Ice terdiam sejenak. "Jajan yuk? Ke minimarket." 

"Nggak." Tolak Solar. 

"Apa kau pernah ke tempat tinggal Taufan?" Tanya Ice. 

Kini manik Solar sedikit nembelalak, cahaya silver itu kini melirik sang kakak. "Apa kau tahu tempat tinggalnya?" 

"Waktu itu kami sempat melakukan misi bersama, dan situasinya cukup genting. Aku tidak tahu pasti lokasi akuratnya, namun aku tahu distrik dimana tempat tinggalnya berada. Aku tahu ini tidak akan merubah apapun, namun aku fikir kau bisa.. sedikit berdamai dengan situasimu jika kau bisa merasakan sedikit jejaknya." Jelas Ice, manik biru mudanya sedikit bergetar saat mengucapkannya. Bukan hanya Solar yang ia harapkan dapat berdamai dengan situasinya, ia pun berharap dirinya sendiri juga bisa sedikit berdamai dengan perasaan-perasaan yang menghantuinya. 

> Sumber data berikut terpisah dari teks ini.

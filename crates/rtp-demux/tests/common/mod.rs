//! Shared test sinks and observers

#![allow(dead_code)]

use std::sync::Mutex;

use rvoip_rtp_demux::{RtpPacketReceived, RtpPacketSink, RtpPayloadType, RtpSsrc, SsrcBindingObserver};
use tracing_subscriber::EnvFilter;

/// Install a test subscriber honoring RUST_LOG
pub fn init_tracing() {
    let _ = tracing_subscriber::fmt()
        .with_env_filter(EnvFilter::from_default_env())
        .with_test_writer()
        .try_init();
}

/// Sink that records (SSRC, sequence number) of every packet it receives
#[derive(Default)]
pub struct RecordingSink {
    packets: Mutex<Vec<(RtpSsrc, u16)>>,
}

impl RecordingSink {
    pub fn new() -> Self {
        Self::default()
    }

    pub fn received(&self) -> Vec<(RtpSsrc, u16)> {
        self.packets.lock().unwrap().clone()
    }

    pub fn received_ssrcs(&self) -> Vec<RtpSsrc> {
        self.received().into_iter().map(|(ssrc, _)| ssrc).collect()
    }

    pub fn count(&self) -> usize {
        self.packets.lock().unwrap().len()
    }
}

impl RtpPacketSink for RecordingSink {
    fn on_rtp_packet(&self, packet: &RtpPacketReceived) {
        self.packets
            .lock()
            .unwrap()
            .push((packet.ssrc(), packet.sequence_number()));
    }
}

/// Binding reported to an observer
#[derive(Debug, Clone, PartialEq, Eq)]
pub enum Binding {
    Rsid(String, RtpSsrc),
    Mid(String, RtpSsrc),
    MidRsid(String, String, RtpSsrc),
    PayloadType(RtpPayloadType, RtpSsrc),
}

/// Observer that records every notification, optionally into a shared journal
#[derive(Default)]
pub struct RecordingObserver {
    name: &'static str,
    bindings: Mutex<Vec<Binding>>,
}

impl RecordingObserver {
    pub fn new() -> Self {
        Self::default()
    }

    pub fn named(name: &'static str) -> Self {
        Self {
            name,
            ..Default::default()
        }
    }

    pub fn bindings(&self) -> Vec<Binding> {
        self.bindings.lock().unwrap().clone()
    }

    fn record(&self, binding: Binding) {
        self.bindings.lock().unwrap().push(binding);
        JOURNAL.with_borrow_mut(|journal| journal.push(self.name));
    }
}

thread_local! {
    static JOURNAL: std::cell::RefCell<Vec<&'static str>> = const { std::cell::RefCell::new(Vec::new()) };
}

/// Names of observers in notification order on this thread
pub fn take_journal() -> Vec<&'static str> {
    JOURNAL.with_borrow_mut(std::mem::take)
}

impl SsrcBindingObserver for RecordingObserver {
    fn on_ssrc_bound_to_rsid(&self, rsid: &str, ssrc: RtpSsrc) {
        self.record(Binding::Rsid(rsid.to_string(), ssrc));
    }

    fn on_ssrc_bound_to_mid(&self, mid: &str, ssrc: RtpSsrc) {
        self.record(Binding::Mid(mid.to_string(), ssrc));
    }

    fn on_ssrc_bound_to_mid_rsid(&self, mid: &str, rsid: &str, ssrc: RtpSsrc) {
        self.record(Binding::MidRsid(mid.to_string(), rsid.to_string(), ssrc));
    }

    fn on_ssrc_bound_to_payload_type(&self, payload_type: RtpPayloadType, ssrc: RtpSsrc) {
        self.record(Binding::PayloadType(payload_type, ssrc));
    }
}

/// Address identity, as the demuxer compares sinks
pub fn same_sink(a: &dyn RtpPacketSink, b: &dyn RtpPacketSink) -> bool {
    std::ptr::addr_eq(a, b)
}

Solar berdiri, melewati Ice yang sedang berdiri di samping pintu begitu saja. Ah, dia tidak mau ya. Yasudahlah aku balik saja ke kamarku— 

"Mau sampai kapan kau berdiri disitu? Tunjukkan jalannya." Gerutu Solar. 

Ice sedikit tersenyum, "baik, sebelah sini yang mulia." Ucapnya, menerima tatapan tajam dari sang bungsu. 

Padahal aku pernah berharap aku bisa mengambil posisimu. Aku pernah berharap agar Taufan memberikan perhatiannya padaku lagi.

Tapi, kini malah aku yang mengisi posisi Taufan. Yah, walau pastinya aku tak akan pernah bisa sehebat dia, 

Tapi Fan, aku akan berusaha agar si bungsu tidak terlalu tenggelam dalam kegelapannya. 

Karena sangat tidak cocok bukan? Cahaya harusnya bersinar, bukan terkurung dalam kegelapan.

°•°•°

"Apa kau masih kuat?" Tanya suara yang biasanya terdengar datar itu kini terdengar khawatir.

"Kau sudah bertanya sepuluh kali, aku bilang aku masih kuat. Santai saja. Lagipula jika aku pingsan kau tinggal gotong saja." Jawab sang pemilik safir biru.

"....kalau kau pingsan akan kutinggalkan di jalan." Jawab Revan. 

Taufan tersenyum, "kau mulai kembali terasa seperti Revan yang kukenal." Jawab Taufan dengan tawa ringannya. 

Revan mendecik kesal, membuang mukanya, namun terlukis sebuah senyuman kecil di wajahnya. Ini pertama kalinya setelah sekian lama ia bisa merasakan kebahagiaan Taufan yang berasal dari hatinya. Bukan karena rasa iba, melainkan karena ia bersenang-senang.

"Aku haus." Ucap Taufan. 

"Aku bawa air minum." Ucap Revan sambil menyodorkan botol minum ke Taufan.

Taufan menggeleng, "aku ingin soda." 

Revan mengerutkan alisnya, "tahu diri." Ucapnya. 

Taufan ikut mengerutkan alisnya, "minum air putih setiap hari, kau kira aku sungai?" 

"Apa hubungannya sungai dengan minum air putih setiap hari?" Jawab Revan kesal.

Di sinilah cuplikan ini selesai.